Eglises d'Asie – Inde
Madhya Pradesh : chrétiens et musulmans ont été soulagés d’apprendre que le culte du soleil sera facultatif dans l’ensemble des établissements d’enseignement
Publié le 18/03/2010
Le Bharatiya Janata Party (Parti du peuple indien, BJP), à la tête de l’Etat depuis le 3 décembre 2003, avait déclaré que cette action de masse préparerait l’introduction définitive de cette pratique dans l’ensemble des établissements d’enseignement. C’est un groupe de fidèles musulmans qui avait entrepris, le premier, une démarche auprès des autorités judiciaires après la décision du gouvernement, le 3 janvier, d’organiser une grande “surya namaskar” (‘salutation au soleil’) dans l’ensemble des écoles et des collèges.
Aussitôt la décision de la Haute Cour connue, Mgr Pascal Topno, archevêque catholique de Bhopal, a exprimé devant les journalistes sa joie, tout en soulignant que la cour “avait ainsi confirmé les valeurs séculaires de la Constitution indienne ». Il est vrai que l’archevêque s’était déjà joint précédemment aux musulmans et aux tribus aborigènes dans leur opposition au gouvernement (1).
L’un des responsables musulmans, Haji Mohammed Haroon, a lui aussi déclaré aux journalistes combien sa communauté avait été soulagée. Pour lui, un musulman cesse d’être musulman quand il adore des dieux autres qu’Allah, ajoutant que le soleil est une création d’Allah et que l’adorer serait un sacrilège pour un musulman (2).

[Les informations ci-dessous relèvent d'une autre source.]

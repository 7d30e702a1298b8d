//! Codec negotiation
//!
//! Picks the first encoding the backend supports from the caller's
//! preferences followed by a fixed fallback list, and maps MIME types onto
//! FFmpeg muxer/encoder names.

use super::traits::CaptureBackend;
use crate::utils::error::CaptureError;

/// Tried after the caller's preferences, in order
pub const FALLBACK_CODECS: &[&str] = &[
    "video/webm;codecs=vp9,opus",
    "video/webm;codecs=vp8,opus",
    "video/webm",
    "video/mp4",
];

/// Choose the encoding for a session
pub async fn negotiate(
    preferred: &[String],
    backend: &dyn CaptureBackend,
) -> Result<String, CaptureError> {
    let candidates = preferred
        .iter()
        .map(String::as_str)
        .chain(FALLBACK_CODECS.iter().copied());

    let mut tried = Vec::new();
    for candidate in candidates {
        if backend.supports_codec(candidate).await {
            tracing::debug!("Negotiated codec {} on {}", candidate, backend.name());
            return Ok(candidate.to_string());
        }
        tried.push(candidate);
    }

    Err(CaptureError::UnsupportedCodec(tried.join(", ")))
}

/// Container and encoders behind a MIME type
#[derive(Debug, Clone, PartialEq, Eq)]
pub struct CodecProfile {
    /// FFmpeg muxer name
    pub container: &'static str,
    /// FFmpeg video encoder
    pub video_encoder: &'static str,
    /// FFmpeg audio encoder
    pub audio_encoder: &'static str,
}

impl CodecProfile {
    /// Parse `video/<container>[;codecs=<v>[,<a>]]`
    pub fn from_mime(mime_type: &str) -> Option<Self> {
        let mut parts = mime_type.split(';');
        let essence = parts.next()?.trim().to_ascii_lowercase();

        let codecs: Vec<String> = parts
            .filter_map(|param| {
                let (key, value) = param.split_once('=')?;
                (key.trim().eq_ignore_ascii_case("codecs"))
                    .then(|| value.trim().trim_matches('"').to_string())
            })
            .flat_map(|value| {
                value
                    .split(',')
                    .map(|c| c.trim().to_ascii_lowercase())
                    .collect::<Vec<_>>()
            })
            .collect();

        let is_audio = |c: &&String| matches!(c.as_str(), "opus" | "vorbis" | "aac" | "mp4a");
        let video = codecs.iter().find(|c| !is_audio(c));
        let audio = codecs.iter().find(is_audio);

        match essence.as_str() {
            "video/webm" => {
                let video_encoder = match video.map(String::as_str) {
                    None | Some("vp9") | Some("vp09") => "libvpx-vp9",
                    Some("vp8") => "libvpx",
                    _ => return None,
                };
                let audio_encoder = match audio.map(String::as_str) {
                    None | Some("opus") => "libopus",
                    Some("vorbis") => "libvorbis",
                    _ => return None,
                };
                Some(Self {
                    container: "webm",
                    video_encoder,
                    audio_encoder,
                })
            }
            "video/mp4" => {
                let video_encoder = match video.map(String::as_str) {
                    None | Some("h264") | Some("avc1") => "libx264",
                    Some(c) if c.starts_with("avc1.") => "libx264",
                    _ => return None,
                };
                Some(Self {
                    container: "mp4",
                    video_encoder,
                    audio_encoder: "aac",
                })
            }
            _ => None,
        }
    }
}
/// Build the encoder/muxer arguments writing to stdout
pub fn output_args(
    profile: &CodecProfile,
    settings: &EncoderSettings,
    request_max: (u32, u32),
    with_audio: bool,
) -> Vec<String> {
    let (max_w, max_h) = request_max;
    let mut args = vec![
        "-vf".to_string(),
        format!(
            "scale='min({},iw)':'min({},ih)':force_original_aspect_ratio=decrease,{}",
            max_w, max_h, EVEN_DIMENSIONS
        ),
        "-c:v".to_string(),
        profile.video_encoder.to_string(),
        "-b:v".to_string(),
        settings.bitrate_bps.to_string(),
    ];

    match profile.video_encoder {
        "libvpx-vp9" => args.extend(
            ["-deadline", "realtime", "-cpu-used", "8", "-row-mt", "1"].map(String::from),
        ),
        "libvpx" => args.extend(["-deadline", "realtime", "-cpu-used", "8"].map(String::from)),
        _ => args.extend(
            [
                "-preset",
                "veryfast",
                "-tune",
                "zerolatency",
                "-pix_fmt",
                "yuv420p",
            ]
            .map(String::from),
        ),
    }

    if with_audio {
        args.extend(["-c:a", profile.audio_encoder, "-b:a", AUDIO_BITRATE].map(String::from));
    } else {
        args.push("-an".to_string());
    }

    match profile.container {
        "mp4" => args.extend(
            ["-movflags", "frag_keyframe+empty_moov+default_base_moof", "-f", "mp4"]
                .map(String::from),
        ),
        _ => args.extend(["-cluster_time_limit", "1000", "-f", "webm"].map(String::from)),
    }

    args.push("pipe:1".to_string());
    args
}

/// Parse `ffmpeg -encoders` output into encoder names
pub fn parse_encoder_list(output: &str) -> HashSet<String> {
    output
        .lines()
        .skip_while(|line| !line.trim_start().starts_with("------"))
        .skip(1)
        .filter_map(|line| {
            let mut fields = line.split_whitespace();
            let flags = fields.next()?;
            // flags column is six characters such as "V....D"
            if flags.len() != 6 {
                return None;
            }
            fields.next().map(String::from)
        })
        .collect()
}

/// Whether a non-zero FFmpeg exit came from the encoder rather than the input
fn is_encoder_failure(stderr_tail: &str) -> bool {
    let lower = stderr_tail.to_ascii_lowercase();
    lower.contains("error while opening encoder")
        || lower.contains("conversion failed")
        || lower.contains("error initializing output stream")
}

/// Why FFmpeg exited before writing any output
fn startup_error(status: &std::io::Result<ExitStatus>, stderr_tail: &str) -> CaptureError {
    match status {
        Ok(status) if is_encoder_failure(stderr_tail) => {
            CaptureError::Encoder(format!("FFmpeg exited with {}: {}", status, stderr_tail))
        }
        Ok(status) => CaptureError::SourceUnavailable(format!(
            "FFmpeg exited with {} before producing data: {}",
            status, stderr_tail
        )),
        Err(e) => CaptureError::Encoder(format!("Failed to wait for FFmpeg: {}", e)),
    }
}

/// A running (or ready) FFmpeg capture
struct FfmpegSource {
    binary: PathBuf,
    input: InputArgs,
    audio_encoders: HashSet<String>,
    stdin: Option<ChildStdin>,
    kill_tx: Option<oneshot::Sender<()>>,
    monitor: Option<JoinHandle<()>>,
    /// Set once a stop was requested, suppresses the `Ended` event
    stopping: Arc<AtomicBool>,
    released: bool,
}

#[async_trait]
impl MediaSource for FfmpegSource {
    async fn start_encoder(
        &mut self,
        settings: &EncoderSettings,
        events: MediaEventSender,
    ) -> Result<(), CaptureError> {
        let profile = CodecProfile::from_mime(&settings.mime_type).ok_or_else(|| {
            CaptureError::Encoder(format!(
                "Cannot map {} to an FFmpeg encoder",
                settings.mime_type
            ))
        })?;

        let with_audio =
            self.input.has_audio && self.audio_encoders.contains(profile.audio_encoder);
        if self.input.has_audio && !with_audio {
            tracing::warn!(
                "Audio encoder {} unavailable; recording video only",
                profile.audio_encoder
            );
        }

        let mut args: Vec<String> = ["-hide_banner", "-nostats", "-loglevel", "error"]
            .map(String::from)
            .to_vec();
        args.extend(self.input.args.iter().cloned());
        args.extend(output_args(
            &profile,
            settings,
            (
                super::traits::MAX_RESOLUTION.width,
                super::traits::MAX_RESOLUTION.height,
            ),
            with_audio,
        ));

        tracing::info!("Starting FFmpeg capture: {:?}", args);

        let mut child = Command::new(&self.binary)
            .args(&args)
            .stdin(Stdio::piped())
            .stdout(Stdio::piped())
            .stderr(Stdio::piped())
            .kill_on_drop(true)
            .spawn()
            .map_err(|e| CaptureError::Encoder(format!("Failed to start FFmpeg: {}", e)))?;

        let mut stdout = child
            .stdout
            .take()
            .ok_or_else(|| CaptureError::Encoder("Failed to capture FFmpeg stdout".to_string()))?;
        let stderr = child
            .stderr
            .take()
            .ok_or_else(|| CaptureError::Encoder("Failed to capture FFmpeg stderr".to_string()))?;
        self.stdin = child.stdin.take();

        // resolved by the first data unit or by an exit without output
        let (ready_tx, ready_rx) = oneshot::channel::<Result<(), CaptureError>>();
        let ready_tx = Arc::new(Mutex::new(Some(ready_tx)));

        let data_events = events.clone();
        let reader_ready = ready_tx.clone();
        let reader = tokio::spawn(async move {
            let mut buf = vec![0u8; READ_CHUNK_SIZE];
            loop {
                match stdout.read(&mut buf).await {
                    Ok(0) => break,
                    Ok(n) => {
                        let first = reader_ready.lock().take();
                        if let Some(ready) = first {
                            let _ = ready.send(Ok(()));
                        }
                        if data_events
                            .send(MediaEvent::Data(Bytes::copy_from_slice(&buf[..n])))
                            .is_err()
                        {
                            break;
                        }
                    }
                    Err(e) => {
                        tracing::warn!("FFmpeg stdout read failed: {}", e);
                        break;
                    }
                }
            }
        });

        let tail = Arc::new(Mutex::new(VecDeque::with_capacity(STDERR_TAIL_LINES)));
        let stderr_tail = tail.clone();
        let stderr_task = tokio::spawn(async move {
            let mut lines = BufReader::new(stderr).lines();
            while let Ok(Some(line)) = lines.next_line().await {
                tracing::debug!("ffmpeg: {}", line);
                let mut tail = stderr_tail.lock();
                if tail.len() == STDERR_TAIL_LINES {
                    tail.pop_front();
                }
                tail.push_back(line);
            }
        });

        let (kill_tx, kill_rx) = oneshot::channel::<()>();
        let stopping = self.stopping.clone();
        let monitor = tokio::spawn(async move {
            let status = tokio::select! {
                status = child.wait() => status,
                _ = kill_rx => {
                    let _ = child.start_kill();
                    child.wait().await
                }
            };

            // all data units go out before any lifecycle event
            let _ = reader.await;
            let _ = stderr_task.await;

            if stopping.load(Ordering::SeqCst) {
                return;
            }

            let tail_text = tail.lock().iter().cloned().collect::<Vec<_>>().join("\n");

            // still starting: fail start() instead of reporting an event
            let pending = ready_tx.lock().take();
            if let Some(ready) = pending {
                if ready.send(Err(startup_error(&status, &tail_text))).is_ok() {
                    return;
                }
            }

            let event = match status {
                Ok(status) if status.success() => MediaEvent::Ended,
                Ok(status) if is_encoder_failure(&tail_text) => MediaEvent::EncoderError(
                    format!("FFmpeg exited with {}: {}", status, tail_text),
                ),
                Ok(status) => {
                    tracing::info!("FFmpeg input ended with {}: {}", status, tail_text);
                    MediaEvent::Ended
                }
                Err(e) => MediaEvent::EncoderError(format!("Failed to wait for FFmpeg: {}", e)),
            };
            let _ = events.send(event);
        });

        self.kill_tx = Some(kill_tx);
        self.monitor = Some(monitor);

        match tokio::time::timeout(STARTUP_WINDOW, ready_rx).await {
            Ok(Ok(result)) => result,
            Ok(Err(_)) => Err(CaptureError::Encoder(
                "FFmpeg monitor stopped during startup".to_string(),
            )),
            Err(_) => {
                tracing::debug!(
                    "No FFmpeg output within {:?}; treating the device as open",
                    STARTUP_WINDOW
                );
                Ok(())
            }
        }
    }

    async fn finalize(&mut self) {
        self.stopping.store(true, Ordering::SeqCst);

        // 'q' on stdin makes FFmpeg flush and write the trailer
        if let Some(mut stdin) = self.stdin.take() {
            if let Err(e) = stdin.write_all(b"q").await {
                tracing::debug!("FFmpeg stdin closed before finalize: {}", e);
            }
            drop(stdin);
        }

        let Some(mut monitor) = self.monitor.take() else {
            return;
        };

        if tokio::time::timeout(FINALIZE_TIMEOUT, &mut monitor).await.is_err() {
            tracing::warn!("FFmpeg did not finish within {:?}; killing", FINALIZE_TIMEOUT);
            if let Some(kill_tx) = self.kill_tx.take() {
                let _ = kill_tx.send(());
            }
            let _ = monitor.await;
        }
    }

    fn release(&mut self) {
        if self.released {
            return;
        }
        self.released = true;
        self.stopping.store(true, Ordering::SeqCst);
        self.stdin = None;
        if let Some(kill_tx) = self.kill_tx.take() {
            let _ = kill_tx.send(());
        }
        tracing::info!("FFmpeg capture released");
    }
}

impl Drop for FfmpegSource {
    fn drop(&mut self) {
        self.release();
    }
}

Mgr Topno pense que, par le biais de cette décision, le gouvernement essaye insidieusement d’imposer les pratiques hindoues et de contrecarrer ainsi les droits des groupes religieux minoritaires. “Puisqu’il s’agit d’un culte du soleil, cela nous est interdit a-t-il expliqué. Le Surya namaskar est considéré comme faisant partie du culte hindou, auquel “un chrétien ne peut donc pas participer”. Il a spécifié clairement que l’Eglise ne s’opposerait pas à ce programme s’il s’insérait à l’école uniquement en tant qu’exercice physique, et non comme un acte religieux (3).
Gulzar Singh Markam, président du Gondwana Ganatantra Party (Parti démocratique du pays Gond), pense également que le gouvernement BJP essaie, sous divers prétextes, d’imposer les pratiques de l’hindouisme. Le Gond est un groupe tribal important dans l’Etat du Madhya Pradesh. Précédemment, le gouvernement avait déclaré qu’il n’entendait pas contraindre les institutions de l’enseignement privé. Mais le P. Anand Muttungal, porte-parole de l’Eglise catholique au Madhya Pradesh, a confié à l’agence Ucanews que les écoles libres avaient reçu une lettre du ministère de l’Education, menaçant de retirer leur affiliation officielle aux écoles qui refuseraient d’organiser la cérémonie du 25 janvier. Le prêtre a précisé que l’Eglise avait prévu de saisir la Haute Cour même si le gouvernement exigeait que les élèves des seules écoles gouvernementales participent au surya manaskar, étant donné que les enfants des minorités ethniques étudient aussi dans des écoles publiques.
Mgr Topno a expliqué que l’Eglise catholique était devenue méfiante après avoir remarqué les efforts constants du gouvernement pour instiller la promotion idéologique de l’hindouisme. Gulzar Singh Markam, de son côté, a expliqué que, d’après les croyances religieuses de son ethnie, le surya namaskar était un sacrilège. Il a ainsi accusé le gouvernement de s’écarter de son “véritable devoir celui d’assurer, dans l’Etat, le développement, la loi et l’ordre. Il n’a pas oublié non plus qu’en septembre 2006, le gouvernement avait essayé d’imposer un chant controversé. Le Rashtriya Swayamsevak (Corps national des volontaires, RSS), en effet, voulait que le chant Vande Mataram (‘obéissance à la mère’) devienne l’hymne national. Le RSS fédère des groupes d’extrême droite qui veulent faire de l’Inde un Etat théocratique, le BJP étant considéré comme son aile politique.
Des hindous eux-mêmes s’opposent aux manouvres du gouvernement. H. P. Verma, un universitaire à la retraite, les estime injustifiées et contraires à la structure laïque du pays comme à son esprit. Ces manouvres sont de réelles menaces contre la démocratie nationale, a-t-il assuré.